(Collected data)
•••
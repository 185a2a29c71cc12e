//! Lesson content
//!
//! A lesson is a short run of pages, each with a word bank and practice
//! sentences. Sentences mark pronounceable words with brackets, as in
//! `"I see a [cat]."`; the brackets are stripped for display and speech.

pub mod materials;
pub mod pager;
pub mod words;

pub use materials::Material;
pub use pager::{PageTurn, Pager};
pub use words::{WordStatus, WordTag};

use crate::{LessonError, Result};
use log::{debug, info};
use once_cell::sync::Lazy;
use regex::Regex;
use serde::{Deserialize, Serialize};
use std::path::Path;

/// A bracketed word inside a sentence
static MARKED_WORD: Lazy<Regex> =
    Lazy::new(|| Regex::new(r"\[([^\[\]]+)\]").expect("marked word pattern is valid"));

/// A complete lesson
#[derive(Debug, Clone, PartialEq, Eq, Serialize, Deserialize)]
pub struct Lesson {
    pub title: String,
    pub pages: Vec<Page>,
}

/// One page of a lesson
#[derive(Debug, Clone, PartialEq, Eq, Serialize, Deserialize)]
pub struct Page {
    pub title: String,
    #[serde(default)]
    pub words: Vec<WordTag>,
    #[serde(default)]
    pub sentences: Vec<String>,
}

/// What a pronounceable item on a page refers to
#[derive(Debug, Clone, Copy, PartialEq, Eq)]
pub enum ItemKind {
    /// Entry in the page's word bank, by index
    Word(usize),
    /// A whole practice sentence
    Sentence,
    /// A bracketed word that isn't in the word bank
    MarkedWord,
}

/// Something on a page that can be pronounced
#[derive(Debug, Clone, PartialEq, Eq)]
pub struct Item {
    pub kind: ItemKind,
    pub text: String,
}

/// Strip bracket markers from a sentence
pub fn plain_text(sentence: &str) -> String {
    MARKED_WORD.replace_all(sentence, "$1").to_string()
}

/// Words marked with brackets in a sentence, trimmed
pub fn marked_words(sentence: &str) -> Vec<String> {
    MARKED_WORD
        .captures_iter(sentence)
        .filter_map(|caps| caps.get(1))
        .map(|m| m.as_str().trim().to_string())
        .filter(|w| !w.is_empty())
        .collect()
}

impl Page {
    pub fn new(title: impl Into<String>, words: &[&str], sentences: &[&str]) -> Self {
        Self {
            title: title.into(),
            words: words.iter().map(|w| WordTag::new(*w)).collect(),
            sentences: sentences.iter().map(|s| s.to_string()).collect(),
        }
    }

    /// Pronounceable items: word bank, then sentences, then extra marked words
    pub fn items(&self) -> Vec<Item> {
        let mut items: Vec<Item> = self
            .words
            .iter()
            .enumerate()
            .map(|(i, tag)| Item {
                kind: ItemKind::Word(i),
                text: tag.text.clone(),
            })
            .collect();

        items.extend(self.sentences.iter().map(|s| Item {
            kind: ItemKind::Sentence,
            text: plain_text(s),
        }));

        for sentence in &self.sentences {
            for word in marked_words(sentence) {
                let seen = items.iter().any(|item| {
                    item.kind != ItemKind::Sentence && item.text.eq_ignore_ascii_case(&word)
                });
                if !seen {
                    items.push(Item {
                        kind: ItemKind::MarkedWord,
                        text: word,
                    });
                }
            }
        }

        items
    }
}

impl Lesson {
    /// Parse a lesson from JSON
    pub fn from_json(json: &str) -> Result<Self> {
        let lesson: Lesson = serde_json::from_str(json)?;
        lesson.validate()?;
        Ok(lesson)
    }

    /// Load a lesson file
    pub fn load(path: &Path) -> Result<Self> {
        debug!("Loading lesson from {:?}", path);
        let json = std::fs::read_to_string(path)?;
        let lesson = Self::from_json(&json)?;
        info!("Loaded lesson '{}' with {} pages", lesson.title, lesson.pages.len());
        Ok(lesson)
    }

    fn validate(&self) -> Result<()> {
        if self.pages.is_empty() {
            return Err(LessonError::Lesson(format!(
                "lesson '{}' has no pages",
                self.title
            )));
        }
        Ok(())
    }

    /// The lesson shipped with the player
    pub fn builtin() -> Self {
        Self {
            title: "Kids English Go Go Go".to_string(),
            pages: vec![
                Page::new(
                    "Hello, friends!",
                    &["hello", "goodbye", "friend"],
                    &["[Hello]! My name is Sam.", "Nice to meet you!"],
                ),
                Page::new(
                    "Animals",
                    &["cat", "dog", "bird", "fish"],
                    &["I see a [cat].", "The [dog] can run.", "A [bird] can fly."],
                ),
                Page::new(
                    "Colors",
                    &["red", "blue", "green", "yellow"],
                    &["The apple is [red].", "The sky is [blue].", "I like [purple]!"],
                ),
                Page::new(
                    "Let's practice!",
                    &[],
                    &[
                        "Hello! I see a [cat].",
                        "The [bird] is [yellow].",
                        "Goodbye, my [friend]!",
                    ],
                ),
            ],
        }
    }
}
•••
§ **Your objective**: Each entry above is to be repeated exactly as it appears.

§ **Task output**:
repository 185a2a29c71cc12e
//! Lesson content
//!
//! A lesson is a short run of pages, each with a word bank and practice
//! sentences. Sentences mark pronounceable words with brackets, as in
//! `"I see a [cat]."`; the brackets are stripped for display and speech.

pub mod materials;
pub mod pager;
pub mod words;

pub use materials::Material;
pub use pager::{PageTurn, Pager};
pub use words::{WordStatus, WordTag};

use crate::{LessonError, Result};
use log::{debug, info};
use once_cell::sync::Lazy;
use regex::Regex;
use serde::{Deserialize, Serialize};
use std::path::Path;

/// A bracketed word inside a sentence
static MARKED_WORD: Lazy<Regex> =
    Lazy::new(|| Regex::new(r"\[([^\[\]]+)\]").expect("marked word pattern is valid"));

/// A complete lesson
#[derive(Debug, Clone, PartialEq, Eq, Serialize, Deserialize)]
pub struct Lesson {
    pub title: String,
    pub pages: Vec<Page>,
}

/// One page of a lesson
#[derive(Debug, Clone, PartialEq, Eq, Serialize, Deserialize)]
pub struct Page {
    pub title: String,
    #[serde(default)]
    pub words: Vec<WordTag>,
    #[serde(default)]
    pub sentences: Vec<String>,
}

/// What a pronounceable item on a page refers to
#[derive(Debug, Clone, Copy, PartialEq, Eq)]
pub enum ItemKind {
    /// Entry in the page's word bank, by index
    Word(usize),
    /// A whole practice sentence
    Sentence,
    /// A bracketed word that isn't in the word bank
    MarkedWord,
}

/// Something on a page that can be pronounced
#[derive(Debug, Clone, PartialEq, Eq)]
pub struct Item {
    pub kind: ItemKind,
    pub text: String,
}

/// Strip bracket markers from a sentence
pub fn plain_text(sentence: &str) -> String {
    MARKED_WORD.replace_all(sentence, "$1").to_string()
}

/// Words marked with brackets in a sentence, trimmed
pub fn marked_words(sentence: &str) -> Vec<String> {
    MARKED_WORD
        .captures_iter(sentence)
        .filter_map(|caps| caps.get(1))
        .map(|m| m.as_str().trim().to_string())
        .filter(|w| !w.is_empty())
        .collect()
}

impl Page {
    pub fn new(title: impl Into<String>, words: &[&str], sentences: &[&str]) -> Self {
        Self {
            title: title.into(),
            words: words.iter().map(|w| WordTag::new(*w)).collect(),
            sentences: sentences.iter().map(|s| s.to_string()).collect(),
        }
    }

    /// Pronounceable items: word bank, then sentences, then extra marked words
    pub fn items(&self) -> Vec<Item> {
        let mut items: Vec<Item> = self
            .words
            .iter()
            .enumerate()
            .map(|(i, tag)| Item {
                kind: ItemKind::Word(i),
                text: tag.text.clone(),
            })
            .collect();

        items.extend(self.sentences.iter().map(|s| Item {
            kind: ItemKind::Sentence,
            text: plain_text(s),
        }));

        for sentence in &self.sentences {
            for word in marked_words(sentence) {
                let seen = items.iter().any(|item| {
                    item.kind != ItemKind::Sentence && item.text.eq_ignore_ascii_case(&word)
                });
                if !seen {
                    items.push(Item {
                        kind: ItemKind::MarkedWord,
                        text: word,
                    });
                }
            }
        }

        items
    }
}

impl Lesson {
    /// Parse a lesson from JSON
    pub fn from_json(json: &str) -> Result<Self> {
        let lesson: Lesson = serde_json::from_str(json)?;
        lesson.validate()?;
        Ok(lesson)
    }

    /// Load a lesson file
    pub fn load(path: &Path) -> Result<Self> {
        debug!("Loading lesson from {:?}", path);
        let json = std::fs::read_to_string(path)?;
        let lesson = Self::from_json(&json)?;
        info!("Loaded lesson '{}' with {} pages", lesson.title, lesson.pages.len());
        Ok(lesson)
    }

    fn validate(&self) -> Result<()> {
        if self.pages.is_empty() {
            return Err(LessonError::Lesson(format!(
                "lesson '{}' has no pages",
                self.title
            )));
        }
        Ok(())
    }

    /// The lesson shipped with the player
    pub fn builtin() -> Self {
        Self {
            title: "Kids English Go Go Go".to_string(),
            pages: vec![
                Page::new(
                    "Hello, friends!",
                    &["hello", "goodbye", "friend"],
                    &["[Hello]! My name is Sam.", "Nice to meet you!"],
                ),
                Page::new(
                    "Animals",
                    &["cat", "dog", "bird", "fish"],
                    &["I see a [cat].", "The [dog] can run.", "A [bird] can fly."],
                ),
                Page::new(
                    "Colors",
                    &["red", "blue", "green", "yellow"],
                    &["The apple is [red].", "The sky is [blue].", "I like [purple]!"],
                ),
                Page::new(
                    "Let's practice!",
                    &[],
                    &[
                        "Hello! I see a [cat].",
                        "The [bird] is [yellow].",
                        "Goodbye, my [friend]!",
                    ],
                ),
            ],
        }
    }
}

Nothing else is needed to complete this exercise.